Task to carry out = Your answer needs to include each line of the records in which the string "inputs" can be found.

(Saved data entries)

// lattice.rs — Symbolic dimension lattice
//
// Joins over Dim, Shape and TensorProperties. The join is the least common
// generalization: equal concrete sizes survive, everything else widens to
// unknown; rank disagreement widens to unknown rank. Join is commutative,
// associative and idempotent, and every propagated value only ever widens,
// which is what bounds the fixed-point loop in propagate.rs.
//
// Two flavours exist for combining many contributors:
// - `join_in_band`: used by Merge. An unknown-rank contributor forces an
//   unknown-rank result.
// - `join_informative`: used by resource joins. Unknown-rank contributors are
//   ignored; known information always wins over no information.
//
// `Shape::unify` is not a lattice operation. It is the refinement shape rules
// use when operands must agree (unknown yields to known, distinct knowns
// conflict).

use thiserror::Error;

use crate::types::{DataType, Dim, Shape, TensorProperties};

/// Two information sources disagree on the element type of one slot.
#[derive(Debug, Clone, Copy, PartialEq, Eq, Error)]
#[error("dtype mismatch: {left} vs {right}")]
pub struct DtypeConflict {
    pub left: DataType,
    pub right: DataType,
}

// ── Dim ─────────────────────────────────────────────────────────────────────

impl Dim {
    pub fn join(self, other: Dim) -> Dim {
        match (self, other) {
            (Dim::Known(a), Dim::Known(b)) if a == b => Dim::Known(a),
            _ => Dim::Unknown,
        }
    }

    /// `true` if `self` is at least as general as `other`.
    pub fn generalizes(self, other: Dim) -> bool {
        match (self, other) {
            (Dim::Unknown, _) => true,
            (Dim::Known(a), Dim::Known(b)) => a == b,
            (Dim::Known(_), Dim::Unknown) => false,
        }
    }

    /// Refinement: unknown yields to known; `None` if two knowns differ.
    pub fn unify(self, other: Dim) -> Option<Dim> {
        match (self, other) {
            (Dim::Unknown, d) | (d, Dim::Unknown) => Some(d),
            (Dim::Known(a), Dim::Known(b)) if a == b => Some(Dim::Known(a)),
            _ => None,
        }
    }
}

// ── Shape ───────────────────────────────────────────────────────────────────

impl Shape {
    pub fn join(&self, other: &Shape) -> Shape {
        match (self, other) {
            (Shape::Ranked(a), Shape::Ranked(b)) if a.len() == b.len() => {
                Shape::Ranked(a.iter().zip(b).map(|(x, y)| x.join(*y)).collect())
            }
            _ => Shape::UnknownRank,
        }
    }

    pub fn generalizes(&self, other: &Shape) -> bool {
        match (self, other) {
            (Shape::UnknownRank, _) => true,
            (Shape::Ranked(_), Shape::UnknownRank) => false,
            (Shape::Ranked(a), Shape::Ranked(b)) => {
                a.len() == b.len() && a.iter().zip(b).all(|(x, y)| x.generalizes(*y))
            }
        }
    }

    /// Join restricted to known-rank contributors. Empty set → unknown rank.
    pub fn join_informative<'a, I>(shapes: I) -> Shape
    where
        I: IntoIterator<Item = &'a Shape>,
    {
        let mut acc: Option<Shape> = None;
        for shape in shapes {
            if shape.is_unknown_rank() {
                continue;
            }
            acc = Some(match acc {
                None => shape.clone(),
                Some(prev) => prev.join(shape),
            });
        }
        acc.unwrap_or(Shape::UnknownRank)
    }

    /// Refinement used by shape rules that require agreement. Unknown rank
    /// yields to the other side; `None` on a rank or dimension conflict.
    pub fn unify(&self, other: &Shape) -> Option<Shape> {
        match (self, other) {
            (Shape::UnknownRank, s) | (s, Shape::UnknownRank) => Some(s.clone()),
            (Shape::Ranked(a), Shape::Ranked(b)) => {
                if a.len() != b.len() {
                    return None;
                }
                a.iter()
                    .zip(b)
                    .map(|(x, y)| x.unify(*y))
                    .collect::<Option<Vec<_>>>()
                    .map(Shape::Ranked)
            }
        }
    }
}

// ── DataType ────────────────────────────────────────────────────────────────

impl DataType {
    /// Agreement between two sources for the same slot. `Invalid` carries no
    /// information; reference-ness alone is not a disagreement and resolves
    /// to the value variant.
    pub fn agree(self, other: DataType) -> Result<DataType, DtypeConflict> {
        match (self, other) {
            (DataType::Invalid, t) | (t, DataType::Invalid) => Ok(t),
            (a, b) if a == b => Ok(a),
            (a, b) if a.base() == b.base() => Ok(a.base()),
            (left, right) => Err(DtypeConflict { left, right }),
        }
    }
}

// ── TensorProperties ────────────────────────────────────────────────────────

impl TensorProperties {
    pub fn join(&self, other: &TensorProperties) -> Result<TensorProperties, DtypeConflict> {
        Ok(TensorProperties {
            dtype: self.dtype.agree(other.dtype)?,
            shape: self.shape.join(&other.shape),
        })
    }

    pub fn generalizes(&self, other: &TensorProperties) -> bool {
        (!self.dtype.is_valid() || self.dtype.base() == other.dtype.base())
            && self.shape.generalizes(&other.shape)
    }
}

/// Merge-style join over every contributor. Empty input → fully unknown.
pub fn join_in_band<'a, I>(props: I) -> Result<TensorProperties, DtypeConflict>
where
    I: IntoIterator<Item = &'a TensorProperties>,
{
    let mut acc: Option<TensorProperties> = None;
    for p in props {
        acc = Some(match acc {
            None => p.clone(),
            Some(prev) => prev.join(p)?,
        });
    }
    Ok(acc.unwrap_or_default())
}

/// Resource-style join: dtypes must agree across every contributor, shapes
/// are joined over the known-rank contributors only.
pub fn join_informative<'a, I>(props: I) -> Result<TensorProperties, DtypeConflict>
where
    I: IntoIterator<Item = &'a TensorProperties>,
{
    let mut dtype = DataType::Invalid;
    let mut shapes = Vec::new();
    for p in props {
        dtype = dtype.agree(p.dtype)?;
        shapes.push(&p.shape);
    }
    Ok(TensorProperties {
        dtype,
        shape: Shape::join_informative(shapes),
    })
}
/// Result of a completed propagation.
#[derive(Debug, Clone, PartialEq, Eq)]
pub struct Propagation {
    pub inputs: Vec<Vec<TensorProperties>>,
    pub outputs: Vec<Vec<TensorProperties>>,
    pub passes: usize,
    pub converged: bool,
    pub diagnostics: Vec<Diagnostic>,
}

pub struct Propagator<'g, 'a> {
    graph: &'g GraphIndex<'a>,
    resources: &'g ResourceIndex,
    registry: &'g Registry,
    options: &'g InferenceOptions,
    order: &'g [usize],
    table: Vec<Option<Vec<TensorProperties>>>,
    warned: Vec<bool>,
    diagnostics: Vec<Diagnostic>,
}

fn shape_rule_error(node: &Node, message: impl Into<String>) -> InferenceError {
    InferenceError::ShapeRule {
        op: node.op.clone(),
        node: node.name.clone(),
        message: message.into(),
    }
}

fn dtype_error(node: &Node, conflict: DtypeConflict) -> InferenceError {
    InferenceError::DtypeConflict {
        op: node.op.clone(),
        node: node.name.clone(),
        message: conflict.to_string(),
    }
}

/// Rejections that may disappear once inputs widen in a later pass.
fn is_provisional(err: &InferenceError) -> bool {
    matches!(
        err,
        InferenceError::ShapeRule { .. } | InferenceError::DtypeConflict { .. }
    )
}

Response for this exercise =
    pub inputs: Vec<Vec<TensorProperties>>,
/// Rejections that may disappear once inputs widen in a later pass.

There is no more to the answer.